Graft preservation in haploidentical hematopoietic stem cell transplantation with post-transplant cyclophosphamide: single center experience

Renat S. Badaev, Darina B. Zammoeva, Vasiliy S. Chistyakov, Alexander Yu. Pestakov, Larisa L. Girshova, Irina G. Budaeva, Nadiya T. Siordiya, Yuliya A. Alekseeva, Elza G. Lomaia, Andrey Yu. Zaritskey, Dmitriy V. Motorin

Almazov National Medical Research Centre, St. Petersburg, Russia

Dr. Renat S. Badaev, Almazov National Medical Research Centre, 2 Akkuratova St, 197341, St. Petersburg, Russia

Citation: Badaev RS, Zammoeva DB, Chistyakov VS et al. Graft preservation in haploidentical hematopoietic stem cell transplantation with post-transplant cyclophosphamide: single center experience. Cell Ther Transplant 2023; 12(4): 31-37.
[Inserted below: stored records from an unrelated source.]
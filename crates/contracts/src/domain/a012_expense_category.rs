use serde::{Deserialize, Serialize};

use crate::domain::common::EntityId;

#[derive(Debug, Clone, PartialEq, Eq, Serialize, Deserialize)]
pub struct ExpenseCategory {
    pub id: EntityId,
    pub name: String,
    #[serde(default)]
    pub description: Option<String>,
    pub is_active: bool,
}
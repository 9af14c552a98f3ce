use serde::{Deserialize, Serialize};

use crate::domain::common::EntityId;

/// Free-text note kept against a guard's file
#[derive(Debug, Clone, PartialEq, Eq, Serialize, Deserialize)]
pub struct Note {
    pub id: EntityId,
    #[serde(default)]
    pub guard_id: Option<EntityId>,
    pub title: String,
    #[serde(default)]
    pub body: Option<String>,
    #[serde(default)]
    pub created_at: Option<String>,
}
//! Generic screens over an [`EntityStore`]
//!
//! Every entity renders through the same list page, editor dialog and
//! detail panel; the per-entity parts are supplied by [`TableColumns`].

pub mod details;
pub mod editor;
pub mod list;

pub use details::EntityDetails;
pub use editor::{EditorTarget, EntityEditor};
pub use list::EntityListPage;

use contracts::domain::common::Entity;

use crate::shared::entity_store::{EntityStore, StatusChange};

/// One table column
#[derive(Debug, Clone, Copy, PartialEq, Eq)]
pub struct Column {
    /// Field name, also sent as `sort_by`
    pub key: &'static str,
    pub label: &'static str,
    pub sortable: bool,
}

impl Column {
    pub const fn sortable(key: &'static str, label: &'static str) -> Self {
        Self {
            key,
            label,
            sortable: true,
        }
    }

    pub const fn plain(key: &'static str, label: &'static str) -> Self {
        Self {
            key,
            label,
            sortable: false,
        }
    }
}

/// Row action that moves a status-like field
#[derive(Debug, Clone, PartialEq)]
pub struct StatusButton {
    pub label: String,
    pub change: StatusChange,
}

impl StatusButton {
    pub fn new(label: impl Into<String>, change: StatusChange) -> Self {
        Self {
            label: label.into(),
            change,
        }
    }

    /// `toggle-status` button for a boolean flag, labelled by the value it sets
    pub fn toggle(field: &str, current: bool) -> Self {
        let label = if current { "Deactivate" } else { "Activate" };
        Self::new(label, StatusChange::new("toggle-status", field, !current))
    }
}

/// How an entity is shown in the generic screens
pub trait TableColumns: Entity {
    fn columns() -> &'static [Column];

    /// Display text for one column of this row
    fn cell(&self, key: &str) -> String;

    /// Short name used in dialogs and the detail header
    fn title(&self) -> String;

    /// Editable JSON for a new record
    fn template() -> serde_json::Value;

    fn status_buttons(&self) -> Vec<StatusButton> {
        Vec::new()
    }

    /// Row click: show what we have, then refresh it from the backend
    fn open(store: &EntityStore<Self>, item: &Self) {
        store.set_current(Some(item.clone()));
        store.fetch_one(item.id()).spawn();
    }
}

/// Text for an optional cell value
pub fn or_dash<T: ToString>(value: &Option<T>) -> String {
    value
        .as_ref()
        .map(ToString::to_string)
        .unwrap_or_else(|| "-".to_string())
}

pub fn yes_no(value: bool) -> String {
    if value { "Yes" } else { "No" }.to_string()
}

#[cfg(test)]
mod tests {
    use super::*;

    #[test]
    fn test_toggle_button_sets_opposite_value() {
        let button = StatusButton::toggle("is_active", true);
        assert_eq!(button.label, "Deactivate");
        assert_eq!(button.change, StatusChange::new("toggle-status", "is_active", false));

        let button = StatusButton::toggle("is_active", false);
        assert_eq!(button.label, "Activate");
        assert_eq!(button.change.value, serde_json::json!(true));
    }

    #[test]
    fn test_or_dash() {
        assert_eq!(or_dash(&Some(3)), "3");
        assert_eq!(or_dash::<String>(&None), "-");
    }
}
use serde::Deserialize;

use crate::shared::storage;

/// Local storage key holding an optional TOML override
pub const CONFIG_STORAGE_KEY: &str = "app_config";

#[derive(Debug, Deserialize, Clone, PartialEq, Default)]
pub struct AppConfig {
    #[serde(default)]
    pub api: ApiConfig,
    #[serde(default)]
    pub list: ListConfig,
}

#[derive(Debug, Deserialize, Clone, PartialEq)]
#[serde(default)]
pub struct ApiConfig {
    /// Absolute backend origin; empty means "same host as the page"
    pub base_url: String,
    /// Backend port used when `base_url` is empty
    pub port: u16,
}

#[derive(Debug, Deserialize, Clone, PartialEq)]
#[serde(default)]
pub struct ListConfig {
    pub per_page: u32,
    pub page_size_options: Vec<u32>,
}

/// Default configuration embedded in the bundle
const DEFAULT_CONFIG: &str = r#"
[api]
base_url = ""
port = 3000

[list]
per_page = 10
page_size_options = [10, 25, 50, 100]
"#;

impl Default for ApiConfig {
    fn default() -> Self {
        Self {
            base_url: String::new(),
            port: 3000,
        }
    }
}

impl Default for ListConfig {
    fn default() -> Self {
        Self {
            per_page: 10,
            page_size_options: vec![10, 25, 50, 100],
        }
    }
}

/// Parse a TOML configuration document; missing sections fall back to defaults
pub fn parse_config(text: &str) -> Result<AppConfig, toml::de::Error> {
    toml::from_str(text)
}

/// Load configuration
///
/// Search order:
/// 1. TOML override stored in local storage under [`CONFIG_STORAGE_KEY`]
/// 2. Falls back to the embedded default config
pub fn load_config() -> AppConfig {
    if let Some(text) = storage::get_item(CONFIG_STORAGE_KEY) {
        match parse_config(&text) {
            Ok(config) => {
                log::info!("Loaded config override from local storage");
                return config;
            }
            Err(e) => log::warn!("Ignoring invalid config override: {}", e),
        }
    }

    log::info!("Using default embedded configuration");
    parse_config(DEFAULT_CONFIG).unwrap_or_default()
}

#[cfg(test)]
mod tests {
    use super::*;

    #[test]
    fn test_default_config_loads() {
        let config = parse_config(DEFAULT_CONFIG).unwrap();
        assert_eq!(config, AppConfig::default());
        assert_eq!(config.list.per_page, 10);
        assert_eq!(config.api.port, 3000);
    }

    #[test]
    fn test_partial_override_keeps_defaults() {
        let config = parse_config("[list]\nper_page = 25\n").unwrap();
        assert_eq!(config.list.per_page, 25);
        assert_eq!(config.list.page_size_options, vec![10, 25, 50, 100]);
        assert_eq!(config.api, ApiConfig::default());
    }

    #[test]
    fn test_invalid_override_is_an_error() {
        assert!(parse_config("[list]\nper_page = \"ten\"\n").is_err());
    }
}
doi 10.18620/ctt-1866-8836-2023-12-4-31-37
Submitted 10 October 2023
Accepted 30 November 2023


Haploidentical stem cell transplantation (haplo-SCT) is often used as a treatment option in the absence of HLA-matched donor. Cryopreservation of the graft allows pre-preparation of the bone marrow, which has become especially important during the COVID-19 epidemic. As cryopreservation remains to be relatively less studied in the context of haplo-SCT, we conductеd a retrospective analysis of its feasibility in our patients. Medical records search identified 113 patients with various oncohematological diseases, who received haplo-SCT with (n=68) or without (n=64) graft cryopreservation between 2015 and 2020. Graft-versus-host disease (GvHD) prevention with post-transplant cyclophosphamide was used in all patients. Both cohorts of patients were comparable in terms of recipient age and gender, disease activity, graft source, and rates of major AB0 incompatibility. Age of donors was significantly higher in cryopreserved graft recipients (45 vs 37 years, p=0.017). Rates of acute and chronic GvHD, disease relapse, as well as PFS and OS did not significantly differ between the two studied cohorts. There was also no difference in terms of granulocyte and thrombocyte recovery. Although, in univariate analysis, cryopreservation significantly increased risk of graft rejection (34.3% vs 15.4%, p=0.02) and secondary graft failure (19.5% vs 4.4%, p=0.02), in multivariate analysis, there was only a trend towards increased risk of secondary graft failure with cryopreservation (p=0.096). As a summary, our data suggest that graft cryopreservation during haplo-SCT with post-transplant cyclophosphamide has no negative impact on key SCT endpoints.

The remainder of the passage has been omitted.